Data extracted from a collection
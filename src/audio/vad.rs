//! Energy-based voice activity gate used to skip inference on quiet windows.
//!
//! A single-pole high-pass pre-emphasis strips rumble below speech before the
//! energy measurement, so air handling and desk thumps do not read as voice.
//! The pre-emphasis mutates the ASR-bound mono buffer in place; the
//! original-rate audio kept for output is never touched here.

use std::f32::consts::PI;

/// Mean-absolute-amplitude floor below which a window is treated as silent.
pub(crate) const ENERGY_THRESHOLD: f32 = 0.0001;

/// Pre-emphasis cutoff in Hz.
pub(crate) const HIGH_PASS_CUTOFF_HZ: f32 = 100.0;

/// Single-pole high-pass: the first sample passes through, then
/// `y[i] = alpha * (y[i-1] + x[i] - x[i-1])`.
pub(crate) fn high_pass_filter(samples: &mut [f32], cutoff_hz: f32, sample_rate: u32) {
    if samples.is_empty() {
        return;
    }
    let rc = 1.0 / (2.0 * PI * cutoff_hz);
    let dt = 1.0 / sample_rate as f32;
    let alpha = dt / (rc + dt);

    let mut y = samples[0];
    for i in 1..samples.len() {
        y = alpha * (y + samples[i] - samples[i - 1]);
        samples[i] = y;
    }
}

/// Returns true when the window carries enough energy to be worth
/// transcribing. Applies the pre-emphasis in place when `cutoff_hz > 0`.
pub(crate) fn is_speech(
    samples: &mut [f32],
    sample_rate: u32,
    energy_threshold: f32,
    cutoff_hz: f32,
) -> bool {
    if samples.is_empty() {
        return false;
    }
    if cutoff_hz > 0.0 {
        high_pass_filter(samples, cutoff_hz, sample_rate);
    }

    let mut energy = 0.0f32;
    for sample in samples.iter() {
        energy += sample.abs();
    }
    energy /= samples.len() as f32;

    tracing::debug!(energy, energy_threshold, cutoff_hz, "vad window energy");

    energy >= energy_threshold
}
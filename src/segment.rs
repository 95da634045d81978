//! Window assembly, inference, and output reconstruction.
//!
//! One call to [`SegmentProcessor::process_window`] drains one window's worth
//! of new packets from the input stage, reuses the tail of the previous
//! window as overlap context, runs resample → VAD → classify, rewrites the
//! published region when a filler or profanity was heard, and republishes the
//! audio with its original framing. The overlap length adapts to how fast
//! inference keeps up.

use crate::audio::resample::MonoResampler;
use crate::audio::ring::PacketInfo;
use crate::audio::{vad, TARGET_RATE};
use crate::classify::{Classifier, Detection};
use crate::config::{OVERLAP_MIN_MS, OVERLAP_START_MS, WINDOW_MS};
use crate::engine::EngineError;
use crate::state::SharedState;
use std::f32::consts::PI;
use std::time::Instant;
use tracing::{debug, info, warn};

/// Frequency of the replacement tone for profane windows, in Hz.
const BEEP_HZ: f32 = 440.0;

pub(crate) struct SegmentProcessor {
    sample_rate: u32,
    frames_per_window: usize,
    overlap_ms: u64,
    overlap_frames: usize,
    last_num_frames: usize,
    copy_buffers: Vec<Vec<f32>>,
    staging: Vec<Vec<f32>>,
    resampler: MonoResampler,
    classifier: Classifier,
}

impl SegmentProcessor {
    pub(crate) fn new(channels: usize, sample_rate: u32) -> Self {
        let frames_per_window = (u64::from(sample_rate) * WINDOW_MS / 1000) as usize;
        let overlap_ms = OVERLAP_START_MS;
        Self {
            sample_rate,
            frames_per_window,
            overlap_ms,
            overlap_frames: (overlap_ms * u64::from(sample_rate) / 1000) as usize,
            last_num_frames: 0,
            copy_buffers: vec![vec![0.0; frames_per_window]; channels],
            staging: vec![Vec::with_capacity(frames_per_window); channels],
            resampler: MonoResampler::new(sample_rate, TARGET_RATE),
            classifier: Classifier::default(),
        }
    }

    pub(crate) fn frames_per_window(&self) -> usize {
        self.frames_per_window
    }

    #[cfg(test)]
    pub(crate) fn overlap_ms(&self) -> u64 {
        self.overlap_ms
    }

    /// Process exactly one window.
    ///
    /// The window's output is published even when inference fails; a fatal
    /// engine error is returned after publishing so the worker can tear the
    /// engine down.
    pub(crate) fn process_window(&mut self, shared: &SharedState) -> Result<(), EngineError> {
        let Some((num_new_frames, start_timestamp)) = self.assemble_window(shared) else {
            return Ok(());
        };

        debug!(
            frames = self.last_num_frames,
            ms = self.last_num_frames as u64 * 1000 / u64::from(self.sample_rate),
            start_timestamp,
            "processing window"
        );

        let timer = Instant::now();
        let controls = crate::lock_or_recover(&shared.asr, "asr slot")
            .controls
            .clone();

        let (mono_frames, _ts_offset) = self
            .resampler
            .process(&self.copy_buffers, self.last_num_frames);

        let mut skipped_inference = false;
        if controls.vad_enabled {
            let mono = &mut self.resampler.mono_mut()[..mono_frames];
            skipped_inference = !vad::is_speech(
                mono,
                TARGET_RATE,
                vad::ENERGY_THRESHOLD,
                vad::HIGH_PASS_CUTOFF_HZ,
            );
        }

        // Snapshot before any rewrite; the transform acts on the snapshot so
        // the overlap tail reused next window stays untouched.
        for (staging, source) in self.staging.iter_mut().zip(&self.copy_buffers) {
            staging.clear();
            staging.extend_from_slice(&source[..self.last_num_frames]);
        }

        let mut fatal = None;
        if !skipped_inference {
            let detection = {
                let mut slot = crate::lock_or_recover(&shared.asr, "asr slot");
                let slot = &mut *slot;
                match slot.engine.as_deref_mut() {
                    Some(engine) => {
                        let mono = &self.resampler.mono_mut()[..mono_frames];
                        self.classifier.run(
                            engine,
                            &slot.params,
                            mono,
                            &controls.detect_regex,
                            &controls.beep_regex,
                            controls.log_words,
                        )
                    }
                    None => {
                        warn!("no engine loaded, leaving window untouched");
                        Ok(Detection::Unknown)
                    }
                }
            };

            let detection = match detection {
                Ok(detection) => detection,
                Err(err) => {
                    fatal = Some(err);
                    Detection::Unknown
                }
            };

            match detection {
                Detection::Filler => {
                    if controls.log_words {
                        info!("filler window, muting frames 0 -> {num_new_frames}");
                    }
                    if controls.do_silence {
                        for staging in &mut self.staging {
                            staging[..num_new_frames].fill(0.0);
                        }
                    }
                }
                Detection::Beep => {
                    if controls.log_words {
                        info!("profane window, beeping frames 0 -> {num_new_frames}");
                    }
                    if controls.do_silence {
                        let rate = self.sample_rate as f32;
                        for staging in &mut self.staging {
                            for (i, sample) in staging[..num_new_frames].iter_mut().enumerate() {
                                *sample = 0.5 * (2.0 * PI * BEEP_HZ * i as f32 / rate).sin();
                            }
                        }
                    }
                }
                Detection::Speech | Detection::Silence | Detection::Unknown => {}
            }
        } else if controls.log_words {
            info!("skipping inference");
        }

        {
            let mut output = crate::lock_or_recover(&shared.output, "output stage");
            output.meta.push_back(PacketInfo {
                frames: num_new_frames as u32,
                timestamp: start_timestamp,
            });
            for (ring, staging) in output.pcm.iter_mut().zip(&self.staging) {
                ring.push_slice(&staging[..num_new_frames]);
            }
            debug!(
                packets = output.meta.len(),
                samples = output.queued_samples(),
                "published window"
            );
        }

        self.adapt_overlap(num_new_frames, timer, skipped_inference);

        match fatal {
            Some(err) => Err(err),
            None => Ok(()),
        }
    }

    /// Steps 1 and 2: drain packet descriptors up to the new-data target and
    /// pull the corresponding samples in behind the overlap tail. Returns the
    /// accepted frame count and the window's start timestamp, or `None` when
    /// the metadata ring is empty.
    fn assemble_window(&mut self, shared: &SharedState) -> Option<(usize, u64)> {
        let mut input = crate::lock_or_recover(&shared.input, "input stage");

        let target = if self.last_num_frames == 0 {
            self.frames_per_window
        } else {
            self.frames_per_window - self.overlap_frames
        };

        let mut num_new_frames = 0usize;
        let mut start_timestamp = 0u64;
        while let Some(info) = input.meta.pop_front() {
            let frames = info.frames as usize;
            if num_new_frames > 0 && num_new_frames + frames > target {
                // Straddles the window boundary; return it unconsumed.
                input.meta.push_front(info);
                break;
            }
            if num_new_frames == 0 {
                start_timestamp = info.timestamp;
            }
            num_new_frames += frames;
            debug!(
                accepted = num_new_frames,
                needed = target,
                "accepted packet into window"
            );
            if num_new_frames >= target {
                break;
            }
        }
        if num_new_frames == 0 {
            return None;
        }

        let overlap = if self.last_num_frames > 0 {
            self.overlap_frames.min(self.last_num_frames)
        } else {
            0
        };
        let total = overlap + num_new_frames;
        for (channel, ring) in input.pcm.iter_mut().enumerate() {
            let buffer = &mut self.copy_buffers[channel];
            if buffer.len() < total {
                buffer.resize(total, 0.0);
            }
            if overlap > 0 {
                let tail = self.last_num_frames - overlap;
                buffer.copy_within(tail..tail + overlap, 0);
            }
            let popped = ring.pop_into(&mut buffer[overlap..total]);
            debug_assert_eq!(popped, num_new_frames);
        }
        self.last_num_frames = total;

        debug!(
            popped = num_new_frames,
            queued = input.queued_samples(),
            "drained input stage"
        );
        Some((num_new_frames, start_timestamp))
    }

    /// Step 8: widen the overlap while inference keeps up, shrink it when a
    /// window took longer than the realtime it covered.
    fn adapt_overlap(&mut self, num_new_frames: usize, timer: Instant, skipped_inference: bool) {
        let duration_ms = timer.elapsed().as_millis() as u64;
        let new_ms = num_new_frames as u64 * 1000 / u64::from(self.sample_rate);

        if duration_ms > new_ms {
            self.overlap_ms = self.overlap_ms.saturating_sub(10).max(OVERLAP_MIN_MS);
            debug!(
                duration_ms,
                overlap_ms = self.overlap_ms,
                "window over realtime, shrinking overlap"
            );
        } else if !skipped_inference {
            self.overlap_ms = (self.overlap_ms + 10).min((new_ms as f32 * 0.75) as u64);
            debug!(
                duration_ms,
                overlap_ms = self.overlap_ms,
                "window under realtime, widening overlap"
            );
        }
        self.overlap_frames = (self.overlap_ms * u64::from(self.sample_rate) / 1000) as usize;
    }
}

● **Assigned task**: Please copy out each line in the entries that mentions the string "alpha".

● **Output**:
/// `y[i] = alpha * (y[i-1] + x[i] - x[i-1])`.
    let alpha = dt / (rc + dt);
        y = alpha * (y + samples[i] - samples[i - 1]);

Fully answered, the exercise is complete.